Consider: to use a single tart pan to make two tarts, you have to convince the first one to part company from the pan so you can reuse it. Consider: a shortbread crust is very fragile for such an operation!

And, yet, with considerable application of ingenuity, we did it!!!

Postscript: as the second tart was in the oven and the heat both in the kitchen and outdoors was becoming oppressive, we finally!! got a rainstorm, which cooled everything down, although even on sandy soil, the moisture only penetrated an inch.

2 comments

  1. K (who else!!??) says:

    … apple tart recipe to come, although it already came this far from a B&B in Northfield, MA called Centennial House. My one addition to the descriptions above: Parting tart from pan was entirely thanks to Sam\’s fabulous engineering idea: slide it off using a plastic bag lassoed around 1/2 of the fragile tart crust and the strong finger of a helper holding on to the underneath pan bottom. Make no sense? Didn\’t think so, but trust us, it enabled everyone to gorge on far too much rich dessert than was good for us. A very creative UP experience at or near the MOST famous (certainly most exclusive) UP B&B fondly known as The Green Cottage. It is now red, points out my husband, so HE fondly calls it the Red Green Cottage — a midwestern joke from our neighbors way up north.

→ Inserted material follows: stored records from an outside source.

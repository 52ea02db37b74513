//! Expression evaluation against a binding environment.

use treble_ir::Expr;

use crate::environment::Environment;
use crate::errors::{unbound_identifier, unsupported_method, EvalResult};
use crate::methods::dispatch_method;
use crate::parser::parse_expression;
use crate::value::Value;

/// Evaluate a parsed interpolation expression.
///
/// Pure: the environment is read-only and evaluation has no side
/// effects. Concatenation stringifies each operand before joining.
#[tracing::instrument(level = "trace", skip(env))]
pub fn evaluate(expr: &Expr, env: &Environment) -> EvalResult {
    match expr {
        Expr::Ident(name) => env.lookup(name).ok_or_else(|| unbound_identifier(name)),
        Expr::StrLit(value) => Ok(Value::string(value)),
        Expr::Property { recv, name } => {
            let value = evaluate(recv, env)?;
            match &value {
                Value::Record(_) => value
                    .field(name)
                    .ok_or_else(|| unbound_identifier(&property_path(recv, name))),
                other => Err(unsupported_method(other.type_name(), name)),
            }
        }
        Expr::MethodCall { recv, name } => {
            let value = evaluate(recv, env)?;
            dispatch_method(&value, name)
        }
        Expr::Concat(operands) => {
            let mut out = String::new();
            for operand in operands {
                let value = evaluate(operand, env)?;
                out.push_str(&value.to_string());
            }
            Ok(Value::string(out))
        }
    }
}

/// Parse and evaluate an interpolation source in one step.
#[tracing::instrument(level = "debug", skip(env))]
pub fn evaluate_source(source: &str, env: &Environment) -> EvalResult {
    let expr = parse_expression(source)?;
    evaluate(&expr, env)
}

/// Dotted path for field-lookup errors, e.g. `user.name`.
fn property_path(recv: &Expr, name: &str) -> String {
    match recv {
        Expr::Ident(base) => format!("{base}.{name}"),
        _ => name.to_string(),
    }
}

  2. K (who else!!??) says:

    So here we go — that tart recipe so well discussed above follows below.

    Apple Cream Cheese Tart – courtesy of Joan and Steve at the Centennial House B&B in Northfield, Massachusetts*, a wonderful place to stay north of Northampton, in the 5 Sisters Colleges area.

    1) Make crust first:
    Cream together 6 oz butter
    3 oz sugar
    Add 1/2 tsp. vanilla
    9 oz all purpose flour

    2) Press crust into a 9 1/2 inch tart pan.

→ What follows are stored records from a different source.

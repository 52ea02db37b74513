//! Templates and the render entry point.

use treble_eval::{evaluate_source, Environment};
use treble_ir::Segment;
use treble_lexer::{scan, ScanError};

use crate::error::RenderError;

/// An immutable triple-quoted template.
///
/// Holds the raw source, delimiters included. A template is parsed on
/// each render call; re-scanning is cheap and idempotent, and the
/// template itself carries no mutable state, so one instance can be
/// shared across threads and rendered concurrently.
#[derive(Clone, Debug, PartialEq, Eq)]
pub struct Template {
    source: String,
}

impl Template {
    /// Wrap raw template source, delimiters included.
    ///
    /// The source is not validated here; scan failures surface from
    /// [`render`](Self::render) or [`segments`](Self::segments).
    pub fn new(source: impl Into<String>) -> Self {
        Template {
            source: source.into(),
        }
    }

    /// The raw source, delimiters included.
    pub fn source(&self) -> &str {
        &self.source
    }

    /// Scan the template into segments.
    ///
    /// Exposed so callers rendering one template many times can cache
    /// the segment list; [`render`](Self::render) itself re-scans per
    /// call.
    pub fn segments(&self) -> Result<Vec<Segment>, ScanError> {
        scan(&self.source)
    }

    /// Render the template against a binding environment.
    ///
    /// Drives the scanner once, evaluates each interpolation in
    /// order, and concatenates all segment outputs.
    #[tracing::instrument(level = "debug", skip_all, fields(source_len = self.source.len()))]
    pub fn render(&self, env: &Environment) -> Result<String, RenderError> {
        let segments = self.segments()?;
        let mut out = String::with_capacity(self.source.len());
        for segment in &segments {
            match segment {
                Segment::Literal { text, .. } => out.push_str(text),
                Segment::Interpolation { source, span } => {
                    let value = evaluate_source(source, env)
                        .map_err(|err| RenderError::Eval {
                            span: *span,
                            source: err,
                        })?;
                    out.push_str(&value.to_string());
                }
            }
        }
        tracing::trace!(
            segments = segments.len(),
            rendered_len = out.len(),
            "template rendered"
        );
        Ok(out)
    }
}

    3) Make filling and pour into tart crust:
    Combine 4 oz cream cheese
    2 oz sugar
    1 large egg
    2 finely chopped apples

    4) Slice 3-4 apples thinly (1/16 inch if possible) and dredge into the following mixture, withholding about 1/2 cup for the top:
    2 oz sugar
    1 tsp. cinnamon
    1/4 tsp. nutmeg
    3 oz finely ground almonds

    5) Neatly arrange sliced and dredged apples on to filling in the tart pan.

    6) Sprinkle withheld topping mixture over apple slices.

    7) Bake 450 degrees for 10 minutes; reduce temperature to 400 degrees and bake 25 minutes longer, or until top apples are golden and they begin to juice slightly.

    8) Let cool completely before removing tart ring to serve. Makes 8 slices.

    * K.’s tweaks include substituting ground cloves for the nutmeg; adding 1/4 tsp. almond extract to crust; using 1/2 brown sugar and 1/2 white sugar rather than using all white sugar. Just remember, too, that you can hardly go wrong with this recipe… if it can be made successfully in the Red Green Cottage with next to no modern tools and without even a food scale, it can be made successfully anywhere. All you have to do is trust your ability to judge weight by hand.